◆ EXERCISE INSTRUCTIONS ◆
Go through the records and give the number of lines that include "font", with nothing else.

== Segment start ==

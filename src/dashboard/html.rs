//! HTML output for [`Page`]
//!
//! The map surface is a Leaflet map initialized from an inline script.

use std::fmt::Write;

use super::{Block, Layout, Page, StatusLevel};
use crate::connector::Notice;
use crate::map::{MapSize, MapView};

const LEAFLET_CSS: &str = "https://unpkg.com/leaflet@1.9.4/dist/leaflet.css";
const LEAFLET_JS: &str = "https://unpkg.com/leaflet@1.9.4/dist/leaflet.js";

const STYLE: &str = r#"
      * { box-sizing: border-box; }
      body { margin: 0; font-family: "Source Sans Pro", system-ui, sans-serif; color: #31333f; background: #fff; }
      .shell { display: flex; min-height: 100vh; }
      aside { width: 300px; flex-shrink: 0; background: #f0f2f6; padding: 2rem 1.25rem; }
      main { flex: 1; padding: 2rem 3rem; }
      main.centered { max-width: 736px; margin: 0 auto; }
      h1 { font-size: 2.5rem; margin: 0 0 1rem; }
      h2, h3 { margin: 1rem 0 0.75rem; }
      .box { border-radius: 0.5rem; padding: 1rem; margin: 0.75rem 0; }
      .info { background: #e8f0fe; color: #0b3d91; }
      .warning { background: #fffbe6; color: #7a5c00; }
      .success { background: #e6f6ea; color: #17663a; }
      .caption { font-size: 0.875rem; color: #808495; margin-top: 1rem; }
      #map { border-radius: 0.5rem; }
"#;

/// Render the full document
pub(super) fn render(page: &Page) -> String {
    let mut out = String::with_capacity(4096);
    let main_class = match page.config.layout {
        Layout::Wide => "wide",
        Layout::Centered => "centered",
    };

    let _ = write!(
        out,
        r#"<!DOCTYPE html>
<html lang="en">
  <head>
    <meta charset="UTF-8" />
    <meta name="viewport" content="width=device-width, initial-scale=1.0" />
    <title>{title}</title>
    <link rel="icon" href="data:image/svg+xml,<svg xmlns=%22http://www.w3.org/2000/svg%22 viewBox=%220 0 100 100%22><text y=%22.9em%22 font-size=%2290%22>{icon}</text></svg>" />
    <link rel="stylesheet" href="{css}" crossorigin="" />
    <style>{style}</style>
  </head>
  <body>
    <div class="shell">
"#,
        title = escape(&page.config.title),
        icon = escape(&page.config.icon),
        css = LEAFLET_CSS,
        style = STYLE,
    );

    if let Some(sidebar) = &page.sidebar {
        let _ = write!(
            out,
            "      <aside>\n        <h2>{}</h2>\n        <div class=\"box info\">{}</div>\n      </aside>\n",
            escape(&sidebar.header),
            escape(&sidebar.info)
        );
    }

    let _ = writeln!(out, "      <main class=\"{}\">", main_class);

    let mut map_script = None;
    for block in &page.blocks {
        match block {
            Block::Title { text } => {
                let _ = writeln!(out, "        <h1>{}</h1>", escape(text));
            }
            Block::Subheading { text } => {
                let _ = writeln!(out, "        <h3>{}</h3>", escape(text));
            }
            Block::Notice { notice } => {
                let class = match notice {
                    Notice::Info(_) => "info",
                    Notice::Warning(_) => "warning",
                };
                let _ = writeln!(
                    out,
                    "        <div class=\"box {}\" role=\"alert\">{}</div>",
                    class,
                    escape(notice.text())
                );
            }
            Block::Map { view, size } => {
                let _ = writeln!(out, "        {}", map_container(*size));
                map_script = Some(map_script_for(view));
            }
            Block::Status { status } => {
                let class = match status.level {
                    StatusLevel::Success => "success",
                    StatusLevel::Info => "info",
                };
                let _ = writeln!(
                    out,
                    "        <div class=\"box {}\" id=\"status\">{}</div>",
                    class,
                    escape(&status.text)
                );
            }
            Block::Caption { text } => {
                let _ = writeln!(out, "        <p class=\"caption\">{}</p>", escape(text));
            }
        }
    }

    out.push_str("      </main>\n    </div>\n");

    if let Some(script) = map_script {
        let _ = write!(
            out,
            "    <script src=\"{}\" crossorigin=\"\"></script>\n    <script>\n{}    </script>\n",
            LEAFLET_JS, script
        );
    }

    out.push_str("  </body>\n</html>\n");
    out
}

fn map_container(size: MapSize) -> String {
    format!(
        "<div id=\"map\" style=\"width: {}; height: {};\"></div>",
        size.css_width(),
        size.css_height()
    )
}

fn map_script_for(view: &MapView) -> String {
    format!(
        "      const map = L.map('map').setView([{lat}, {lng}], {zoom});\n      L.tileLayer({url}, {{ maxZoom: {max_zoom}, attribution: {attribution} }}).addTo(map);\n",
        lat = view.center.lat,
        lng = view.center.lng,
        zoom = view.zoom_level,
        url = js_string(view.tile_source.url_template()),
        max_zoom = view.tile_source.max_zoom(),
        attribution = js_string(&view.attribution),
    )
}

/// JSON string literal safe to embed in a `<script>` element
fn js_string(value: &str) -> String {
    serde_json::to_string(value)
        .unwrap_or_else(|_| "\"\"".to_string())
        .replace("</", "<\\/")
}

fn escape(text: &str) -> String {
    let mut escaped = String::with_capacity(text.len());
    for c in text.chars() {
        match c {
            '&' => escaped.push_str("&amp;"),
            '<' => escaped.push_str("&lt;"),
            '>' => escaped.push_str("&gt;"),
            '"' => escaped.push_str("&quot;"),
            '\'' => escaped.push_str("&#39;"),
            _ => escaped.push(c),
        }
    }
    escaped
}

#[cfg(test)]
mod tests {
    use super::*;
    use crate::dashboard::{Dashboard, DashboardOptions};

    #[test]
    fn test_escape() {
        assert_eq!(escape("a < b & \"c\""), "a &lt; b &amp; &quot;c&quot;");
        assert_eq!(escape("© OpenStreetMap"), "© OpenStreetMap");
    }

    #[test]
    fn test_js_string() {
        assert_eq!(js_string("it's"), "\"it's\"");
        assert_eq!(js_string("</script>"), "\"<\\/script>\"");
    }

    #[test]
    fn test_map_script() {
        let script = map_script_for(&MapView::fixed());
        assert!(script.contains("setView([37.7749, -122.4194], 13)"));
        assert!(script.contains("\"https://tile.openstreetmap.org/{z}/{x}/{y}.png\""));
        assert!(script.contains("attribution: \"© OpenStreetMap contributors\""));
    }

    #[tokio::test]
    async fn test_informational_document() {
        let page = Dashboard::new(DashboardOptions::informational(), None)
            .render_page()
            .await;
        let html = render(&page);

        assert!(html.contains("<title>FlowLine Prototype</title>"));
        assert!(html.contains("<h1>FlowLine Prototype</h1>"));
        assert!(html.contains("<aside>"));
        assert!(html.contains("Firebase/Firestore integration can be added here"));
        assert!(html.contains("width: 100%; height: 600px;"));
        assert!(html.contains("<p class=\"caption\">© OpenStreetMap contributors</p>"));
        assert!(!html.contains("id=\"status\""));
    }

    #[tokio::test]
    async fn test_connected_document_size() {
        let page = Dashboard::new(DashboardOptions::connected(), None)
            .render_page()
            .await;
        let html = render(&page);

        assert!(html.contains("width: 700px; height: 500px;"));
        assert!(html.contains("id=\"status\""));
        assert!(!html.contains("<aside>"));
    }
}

== Segment end ==

◆ WRITTEN ANSWER ◆
4